Recent innovations by Fairfield, Charman, Humphreys, and Jacobs hold great promise for continuing the recent and rapid improvement of PT methods and practices.

These authors’ ambitious innovations are at the cutting edge of PT techniques. As such, they have thus far been of interest mostly to methodologists and have not yet had a chance to be taken up by the much larger community of case study researchers. In short, although PT methods and practices are in some senses thousands of years old, they will continue to develop.

Review Questions

  1. 1.

    What are the differences among the neo-Humean regularity, counterfactual, manipulation/experiments, and the causal mechanism accounts of causation and causal inference?

  2. 2.

    What is a ‘prior’ in Bayesian terms?
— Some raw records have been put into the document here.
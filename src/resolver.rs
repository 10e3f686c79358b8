//! Variable resolution.
//!
//! A string leaf of the form `$root.prop.prop2` is replaced by the value found
//! in the [`Context`] under `root`, projected through each property. Any other
//! leaf is left untouched.

use once_cell::sync::Lazy;
use regex::Regex;
use serde_json::{Map, Value};

use crate::context::Context;
use crate::error::{Error, Result};
use crate::template::UnresolvedReference;

static REFERENCE: Lazy<Regex> =
    Lazy::new(|| Regex::new(r"^\$(\w+\.)*\w+$").expect("reference grammar is a valid regex"));

/// Whether `s` is a variable reference as a whole.
pub fn is_reference(s: &str) -> bool {
    REFERENCE.is_match(s)
}

/// Structurally resolves every reference inside `value`.
///
/// Arrays and mappings keep their shape and key order; only string leaves
/// that are references get replaced. Substituted values are not resolved
/// again.
pub fn resolve(value: &Value, context: &Context) -> Result<Value> {
    resolve_deferred(value, context, &|_: &str| false, &mut Vec::new())
}

/// Same as [`resolve`], except that a failing reference whose root satisfies
/// `is_pending` stays in place as a string and is recorded in `deferred`.
pub fn resolve_deferred<F>(
    value: &Value,
    context: &Context,
    is_pending: &F,
    deferred: &mut Vec<UnresolvedReference>,
) -> Result<Value>
where
    F: Fn(&str) -> bool,
{
    match value {
        Value::String(s) if is_reference(s) => match resolve_reference(s, context) {
            Err(Error::ResolutionError { reference, reason }) if is_pending(reference_root(s)) => {
                log::trace!("Deferring '{reference}': {reason}");
                deferred.push(UnresolvedReference { reference, reason });
                Ok(value.clone())
            }
            resolved => resolved,
        },
        Value::Array(items) => items
            .iter()
            .map(|item| resolve_deferred(item, context, is_pending, deferred))
            .collect::<Result<Vec<_>>>()
            .map(Value::Array),
        Value::Object(entries) => {
            let mut resolved = Map::with_capacity(entries.len());
            for (key, item) in entries {
                resolved.insert(key.clone(), resolve_deferred(item, context, is_pending, deferred)?);
            }
            Ok(Value::Object(resolved))
        }
        _ => Ok(value.clone()),
    }
}

fn reference_root(reference: &str) -> &str {
    let path = reference.strip_prefix('$').unwrap_or(reference);
    path.split('.').next().unwrap_or_default()
}

/// Resolves a single `$root.path` reference.
pub fn resolve_reference(reference: &str, context: &Context) -> Result<Value> {
    let path = reference.strip_prefix('$').unwrap_or(reference);
    let mut segments = path.split('.');
    let root = segments.next().unwrap_or_default();

    let mut current = context.get(root).ok_or_else(|| Error::ResolutionError {
        reference: reference.to_string(),
        reason: format!("'{root}' is not defined"),
    })?;

    for segment in segments {
        current = project(current, segment).ok_or_else(|| Error::ResolutionError {
            reference: reference.to_string(),
            reason: format!("cannot read '{segment}' of {}", describe(current)),
        })?;
    }

    log::trace!("Resolved '{reference}' to {current}");
    Ok(current.clone())
}

fn project<'a>(value: &'a Value, segment: &str) -> Option<&'a Value> {
    match value {
        Value::Object(entries) => entries.get(segment),
        Value::Array(items) => segment.parse::<usize>().ok().and_then(|i| items.get(i)),
        _ => None,
    }
}

fn describe(value: &Value) -> &'static str {
    match value {
        Value::Null => "null",
        Value::Bool(_) => "a boolean",
        Value::Number(_) => "a number",
        Value::String(_) => "a string",
        Value::Array(_) => "an array",
        Value::Object(_) => "a mapping",
    }
}
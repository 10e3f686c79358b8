//! Configuration handling for Dédale.
//! The configuration is read once per invocation and never modified by the
//! scaffolding core; a copy is written into every initialised project.

use indexmap::IndexMap;
use log::debug;
use serde::{Deserialize, Serialize};
use std::fs;
use std::path::{Path, PathBuf};

use crate::constants::CONFIG_FILE;
use crate::error::{Error, Result};

/// Process-wide settings.
#[derive(Debug, Clone, Default, PartialEq, Serialize, Deserialize)]
#[serde(rename_all = "camelCase", default)]
pub struct Config {
    /// Template used when none is given on the command line
    #[serde(skip_serializing_if = "Option::is_none")]
    pub default_template: Option<String>,

    /// Default modules provider url
    #[serde(skip_serializing_if = "Option::is_none")]
    pub default_provider: Option<String>,

    pub providers: IndexMap<String, String>,
    pub auto_update: bool,
    pub notify_update: bool,

    /// Installed plugins and their activation status
    pub plugins: IndexMap<String, PluginEntry>,

    pub auto_upgrade: bool,
    pub notify_upgrade: bool,
}

#[derive(Debug, Clone, PartialEq, Serialize, Deserialize)]
pub struct PluginEntry {
    pub path: String,
    #[serde(default = "activated_by_default")]
    pub activated: bool,
}

fn activated_by_default() -> bool {
    true
}

impl Config {
    /// Loads the configuration file at `path`.
    ///
    /// # Errors
    /// * `Error::ConfigError` if the file is missing or is not a valid configuration
    pub fn load<P: AsRef<Path>>(path: P) -> Result<Self> {
        let path = path.as_ref();
        if !path.is_file() {
            return Err(Error::ConfigError(format!(
                "no configuration file at '{}'",
                path.display()
            )));
        }
        debug!("Loading configuration from {}", path.display());
        let content = fs::read_to_string(path)?;
        serde_json::from_str(&content).map_err(|e| {
            Error::ConfigError(format!("invalid configuration '{}': {}", path.display(), e))
        })
    }

    /// Writes this configuration as `.dedale.json` inside `dir`.
    pub fn write_to<P: AsRef<Path>>(&self, dir: P) -> Result<PathBuf> {
        let path = dir.as_ref().join(CONFIG_FILE);
        let content = serde_json::to_string_pretty(self)?;
        fs::write(&path, content)?;
        debug!("Configuration written to {}", path.display());
        Ok(path)
    }
}
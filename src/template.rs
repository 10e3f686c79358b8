//! Data model of a `dedale.template.json` definition.
//!
//! Every type here describes a template *after* variable substitution; the raw
//! definition is only ever handled as a `serde_json::Value` by the loader.

use indexmap::IndexMap;
use serde::{Deserialize, Serialize};
use serde_json::Value;

use crate::error::{Error, Result};

/// A fully resolved template snapshot.
#[derive(Debug, Clone, PartialEq, Serialize, Deserialize)]
#[serde(deny_unknown_fields)]
pub struct Template {
    pub name: String,

    /// Arguments in declaration order, which is also the prompt order.
    #[serde(default)]
    pub arguments: IndexMap<String, ArgumentSpec>,

    /// Base template this template's file set is derived from.
    #[serde(default, rename = "use", skip_serializing_if = "Option::is_none")]
    pub base: Option<TemplateUse>,

    #[serde(default, skip_serializing_if = "Vec::is_empty")]
    pub plugins: Vec<PluginCall>,

    /// References into arguments the session has not resolved yet. They are
    /// kept verbatim in this snapshot and resolve on a later load.
    #[serde(skip)]
    pub unresolved: IndexMap<DefinitionPart, Vec<UnresolvedReference>>,
}

impl Template {
    pub fn is_resolved(&self, part: &DefinitionPart) -> bool {
        !self.unresolved.contains_key(part)
    }

    /// Fails with the first reference still pending in `part`.
    pub fn ensure_resolved(&self, part: &DefinitionPart) -> Result<()> {
        match self.unresolved.get(part).and_then(|references| references.first()) {
            Some(pending) => Err(Error::ResolutionError {
                reference: pending.reference.clone(),
                reason: pending.reason.clone(),
            }),
            None => Ok(()),
        }
    }
}

/// Part of a definition that may hold references.
#[derive(Debug, Clone, PartialEq, Eq, Hash)]
pub enum DefinitionPart {
    Argument(String),
    Use,
    Plugins,
}

#[derive(Debug, Clone, PartialEq, Eq)]
pub struct UnresolvedReference {
    pub reference: String,
    pub reason: String,
}

/// Declared type of an argument; drives how raw input is cast.
#[derive(Debug, Clone, Copy, PartialEq, Eq, Serialize, Deserialize)]
#[serde(rename_all = "lowercase")]
pub enum ArgumentType {
    String,
    Boolean,
    Number,
    Array,
    #[serde(alias = "mapping")]
    Object,
}

impl std::fmt::Display for ArgumentType {
    fn fmt(&self, f: &mut std::fmt::Formatter<'_>) -> std::fmt::Result {
        let name = match self {
            ArgumentType::String => "string",
            ArgumentType::Boolean => "boolean",
            ArgumentType::Number => "number",
            ArgumentType::Array => "array",
            ArgumentType::Object => "object",
        };
        f.write_str(name)
    }
}

#[derive(Debug, Clone, PartialEq, Serialize, Deserialize)]
#[serde(deny_unknown_fields)]
pub struct ArgumentSpec {
    #[serde(rename = "type")]
    pub kind: ArgumentType,

    /// Accepted values; a string is read as a regular expression.
    pub accepts: Value,

    pub description: String,

    /// Absent means the argument is mandatory.
    #[serde(default, skip_serializing_if = "Option::is_none")]
    pub default: Option<Value>,

    #[serde(default, rename = "match")]
    pub rules: Vec<MatchRule>,
}

impl ArgumentSpec {
    pub fn is_mandatory(&self) -> bool {
        self.default.is_none()
    }
}

/// One entry of an argument's `match` list.
#[derive(Debug, Clone, PartialEq, Serialize, Deserialize)]
#[serde(untagged)]
pub enum MatchRule {
    Pattern(PatternRule),
    Default(DefaultRule),
}

#[derive(Debug, Clone, PartialEq, Serialize, Deserialize)]
#[serde(deny_unknown_fields)]
pub struct PatternRule {
    pub pattern: Value,
    pub then: ActionSet,
}

#[derive(Debug, Clone, PartialEq, Serialize, Deserialize)]
#[serde(deny_unknown_fields)]
pub struct DefaultRule {
    pub default: ActionSet,
}

/// File-system actions triggered by a match rule.
///
/// Execution order is fixed: remove, create, move, then plugin call-sites.
#[derive(Debug, Clone, Default, PartialEq, Serialize, Deserialize)]
#[serde(deny_unknown_fields)]
pub struct ActionSet {
    #[serde(default, rename = "move", skip_serializing_if = "Vec::is_empty")]
    pub moves: Vec<(String, String)>,

    #[serde(default, skip_serializing_if = "Vec::is_empty")]
    pub remove: Vec<String>,

    #[serde(default, skip_serializing_if = "Vec::is_empty")]
    pub create: Vec<String>,

    #[serde(default, skip_serializing_if = "Vec::is_empty")]
    pub plugins: Vec<PluginCall>,
}

/// Reference to the template this one is based on.
#[derive(Debug, Clone, PartialEq, Serialize, Deserialize)]
#[serde(deny_unknown_fields)]
pub struct TemplateUse {
    pub name: String,

    /// Values supplied to the base template's arguments.
    #[serde(default)]
    pub arguments: IndexMap<String, Value>,

    #[serde(default, skip_serializing_if = "Option::is_none")]
    pub include: Option<Vec<String>>,

    #[serde(default, skip_serializing_if = "Vec::is_empty")]
    pub exclude: Vec<String>,

    #[serde(default, skip_serializing_if = "Vec::is_empty")]
    pub replace: Vec<(String, String)>,
}

/// A plugin call-site. Plugins are never executed by the core.
#[derive(Debug, Clone, PartialEq, Serialize, Deserialize)]
#[serde(deny_unknown_fields)]
pub struct PluginCall {
    pub name: String,
    #[serde(default)]
    pub arguments: Vec<Value>,
}
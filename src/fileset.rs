//! Template file sets.
//! Copies a template directory into the target without overwriting anything,
//! and derives the file set a template inherits through `use`
//! (include / exclude / replace).

use globset::{Glob, GlobBuilder, GlobSet, GlobSetBuilder};
use log::debug;
use std::fs;
use std::path::{Component, Path, PathBuf};
use walkdir::WalkDir;

use crate::actions::plan_rewrites;
use crate::constants::TEMPLATE_FILE;
use crate::error::{Error, Result};
use crate::template::TemplateUse;

/// One file to copy: a path relative to the source template and the path
/// relative to the target directory it lands on.
#[derive(Debug, Clone, PartialEq, Eq)]
pub struct PlannedCopy {
    pub source: String,
    pub target: String,
}

/// Returns `path` relative to `root` with `/` separators.
pub fn relative_slash(path: &Path, root: &Path) -> Option<String> {
    let relative = path.strip_prefix(root).ok()?;
    let parts: Vec<&str> = relative
        .components()
        .filter_map(|c| match c {
            Component::Normal(part) => part.to_str(),
            _ => None,
        })
        .collect();
    if parts.is_empty() {
        None
    } else {
        Some(parts.join("/"))
    }
}

/// Lists every entry under `root` as sorted relative `/` paths.
pub fn list_entries(root: &Path, files_only: bool) -> Result<Vec<String>> {
    let mut entries = Vec::new();
    for entry in WalkDir::new(root).min_depth(1).sort_by_file_name() {
        let entry = entry?;
        if files_only && entry.file_type().is_dir() {
            continue;
        }
        if let Some(relative) = relative_slash(entry.path(), root) {
            entries.push(relative);
        }
    }
    entries.sort();
    Ok(entries)
}

/// Compiles a glob so that `*` does not cross `/`.
pub fn compile_glob(glob: &str) -> std::result::Result<Glob, globset::Error> {
    GlobBuilder::new(glob).literal_separator(true).build()
}

fn build_glob_set(globs: &[String]) -> Result<GlobSet> {
    let mut builder = GlobSetBuilder::new();
    for glob in globs {
        builder.add(
            compile_glob(glob)
                .map_err(|e| Error::ActionError(format!("invalid glob '{glob}': {e}")))?,
        );
    }
    builder
        .build()
        .map_err(|e| Error::ActionError(format!("glob set loading failed: {e}")))
}

/// Include / exclude selection of template files.
///
/// A path is matched when it, or one of its ancestor directories, matches a
/// glob, so `.vscode` selects everything under `.vscode/`.
pub struct FileFilter {
    include: Option<GlobSet>,
    exclude: GlobSet,
}

impl FileFilter {
    pub fn new(include: Option<&[String]>, exclude: &[String]) -> Result<Self> {
        let include = include.map(build_glob_set).transpose()?;
        let exclude = build_glob_set(exclude)?;
        Ok(Self { include, exclude })
    }

    pub fn is_selected(&self, relative: &str) -> bool {
        let included = match &self.include {
            Some(include) => matches_self_or_ancestor(include, relative),
            None => true,
        };
        included && !matches_self_or_ancestor(&self.exclude, relative)
    }
}

fn matches_self_or_ancestor(set: &GlobSet, relative: &str) -> bool {
    if set.is_match(relative) {
        return true;
    }
    relative
        .match_indices('/')
        .any(|(i, _)| set.is_match(&relative[..i]))
}

/// Derives the files a template inherits from its base template directory.
pub fn derive_file_set(base_dir: &Path, base: &TemplateUse, target_dir: &Path) -> Result<Vec<PlannedCopy>> {
    let filter = FileFilter::new(base.include.as_deref(), &base.exclude)?;
    let selected: Vec<String> = list_entries(base_dir, true)?
        .into_iter()
        .filter(|relative| relative != TEMPLATE_FILE)
        .filter(|relative| filter.is_selected(relative))
        .collect();

    let mut planned: Vec<PlannedCopy> = selected
        .iter()
        .map(|relative| PlannedCopy { source: relative.clone(), target: relative.clone() })
        .collect();

    for (from, to) in &base.replace {
        let renames = plan_rewrites(from, to, &selected, |relative| target_dir.join(relative).is_dir())?;
        for (source, target) in renames {
            if let Some(copy) = planned.iter_mut().find(|copy| copy.source == source) {
                debug!("Replacing '{}' with '{}'", source, target);
                copy.target = target;
            }
        }
    }

    Ok(planned)
}

/// Copies planned files into `target_dir`, keeping files that already exist.
///
/// Returns the number of files written.
pub fn copy_planned(source_dir: &Path, target_dir: &Path, planned: &[PlannedCopy]) -> Result<usize> {
    let mut copied = 0;
    for copy in planned {
        let destination = target_dir.join(&copy.target);
        if copy_if_absent(&source_dir.join(&copy.source), &destination)? {
            println!("Copied: '{}'", destination.display());
            copied += 1;
        }
    }
    Ok(copied)
}

/// Copies a whole template directory into `target_dir` without overwriting.
///
/// The template definition file itself is left behind.
pub fn copy_template_dir(template_dir: &Path, target_dir: &Path) -> Result<usize> {
    debug!("Copying '{}' into '{}'", template_dir.display(), target_dir.display());
    let planned: Vec<PlannedCopy> = list_entries(template_dir, true)?
        .into_iter()
        .filter(|relative| relative != TEMPLATE_FILE)
        .map(|relative| PlannedCopy { source: relative.clone(), target: relative })
        .collect();
    copy_planned(template_dir, target_dir, &planned)
}

fn copy_if_absent(source: &Path, destination: &Path) -> Result<bool> {
    if destination.exists() {
        debug!("Keeping existing file: {}", destination.display());
        return Ok(false);
    }
    if let Some(parent) = destination.parent() {
        fs::create_dir_all(parent)?;
    }
    fs::copy(source, destination)?;
    Ok(true)
}

/// Joins a validated relative path onto `root`.
pub fn join_relative(root: &Path, relative: &str) -> PathBuf {
    relative.split('/').filter(|part| !part.is_empty()).fold(root.to_path_buf(), |path, part| path.join(part))
}
//! Evaluation context of a scaffold session.
//!
//! The context maps variable roots to previously resolved values. It starts
//! empty, receives the template name on every load and one entry per resolved
//! argument. Argument entries are never replaced once appended.

use serde::Serialize;
use serde_json::{Map, Value};

use crate::constants::TEMPLATE_NAME_KEY;
use crate::error::{Error, Result};
use crate::template::MatchRule;

#[derive(Debug, Clone, Default, PartialEq, Serialize)]
#[serde(transparent)]
pub struct Context {
    vars: Map<String, Value>,
}

impl Context {
    pub fn new() -> Self {
        Self::default()
    }

    pub fn get(&self, root: &str) -> Option<&Value> {
        self.vars.get(root)
    }

    pub fn contains(&self, root: &str) -> bool {
        self.vars.contains_key(root)
    }

    pub fn len(&self) -> usize {
        self.vars.len()
    }

    pub fn is_empty(&self) -> bool {
        self.vars.is_empty()
    }

    /// Records the name of the template currently being loaded.
    pub fn set_name(&mut self, name: &str) {
        self.vars.insert(TEMPLATE_NAME_KEY.to_string(), Value::String(name.to_string()));
    }

    /// Appends a new variable. Existing variables are never overwritten.
    pub fn append<K: Into<String>>(&mut self, key: K, value: Value) -> Result<()> {
        let key = key.into();
        if self.vars.contains_key(&key) {
            let template = self
                .vars
                .get(TEMPLATE_NAME_KEY)
                .and_then(Value::as_str)
                .unwrap_or_default()
                .to_string();
            return Err(Error::malformed(template, format!("'{key}' is defined twice")));
        }
        self.vars.insert(key, value);
        Ok(())
    }

    /// Appends the `{default, match}` entry of a resolved argument.
    ///
    /// `value` is what the session settled on for the argument, so later
    /// references to `$argument.default` observe the resolved value.
    pub fn append_argument(&mut self, name: &str, value: Value, rules: &[MatchRule]) -> Result<()> {
        self.append(name, argument_entry(Some(value), rules)?)
    }

    pub fn as_value(&self) -> Value {
        Value::Object(self.vars.clone())
    }
}

impl FromIterator<(String, Value)> for Context {
    fn from_iter<I: IntoIterator<Item = (String, Value)>>(iter: I) -> Self {
        Self { vars: iter.into_iter().collect() }
    }
}

impl From<Map<String, Value>> for Context {
    fn from(vars: Map<String, Value>) -> Self {
        Self { vars }
    }
}

/// Builds the context representation of an argument.
pub(crate) fn argument_entry(default: Option<Value>, rules: &[MatchRule]) -> Result<Value> {
    let mut entry = Map::new();
    if let Some(default) = default {
        entry.insert("default".to_string(), default);
    }
    entry.insert("match".to_string(), serde_json::to_value(rules)?);
    Ok(Value::Object(entry))
}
What is a ‘posterior?’ What is the ‘likelihood of evidence’ and how does it help us ‘update’ our prior to form our posterior? What kind of evidence allows the most updating?

  3. 3.

    Why is it important to ‘cast the net widely’ when formulating potential alternative explanations for the outcome of a case? How can you combine process tracing with case comparisons? Why are Bayesians never 100% sure they have the true explanation for an outcome?

  4. 4.

    What does it mean for alternative explanations to be ‘mutually exclusive and exhaustive?’ Does mutual exclusivity require that the explanations use completely different independent variables?

  5. 5.

    What does each of the following terms mean in the context of process tracing: Theory of change, History, Maturation, Instrumentation, Testing, Mortality, Sequencing, Selection, Diffusion, Design contamination, Multiple treatments.

  6. 6.

    Why is it important to pay attention to surprising or unexpected evidence from a case?

  7. 7.

    How can process tracing be combined with comparisons between cases?

  8. 8.

    What kind of conclusions can be drawn from the following case studies, and how does process tracing logic lead to these conclusions: (1) the transmission of COVID in an air-conditioned restaurant; (2) the spread of COVID at a choir practice; (3) the spread of COVID in one bus attending a ceremony and lunch but not the other bus; (4) the lack of transmission of COVID at a hair-dressing shop where two hairdressers had symptomatic COVID?

  9. 9.

    What are the meanings of the following terms for kinds of complexity: indigeneity, path dependence, equifinality, multiple treatments, non-independence of cases, potential confounders? How can process tracing help untangle each of these kinds of complexity?

  10. 10.

    How can process tracing be combined with statistical analysis of observational data? With quasi-experiments?

  11. 11.

    Under what conditions is it possible to generalize the results of a case study, and under what conditions is it not possible to do so?

  12. 12.

    How does formal Bayesian process tracing differ from less formal methods of process tracing? Is it advisable to do and write up formal Bayesian process tracing on every piece of evidence in a case study? Why or why not?

  13. 13.

    What is a Directed Acyclic Graph and how can it assist in process tracing and the integration of qualitative and quantitative evidence?

  14. 14.

    What are the limits and costs of process tracing?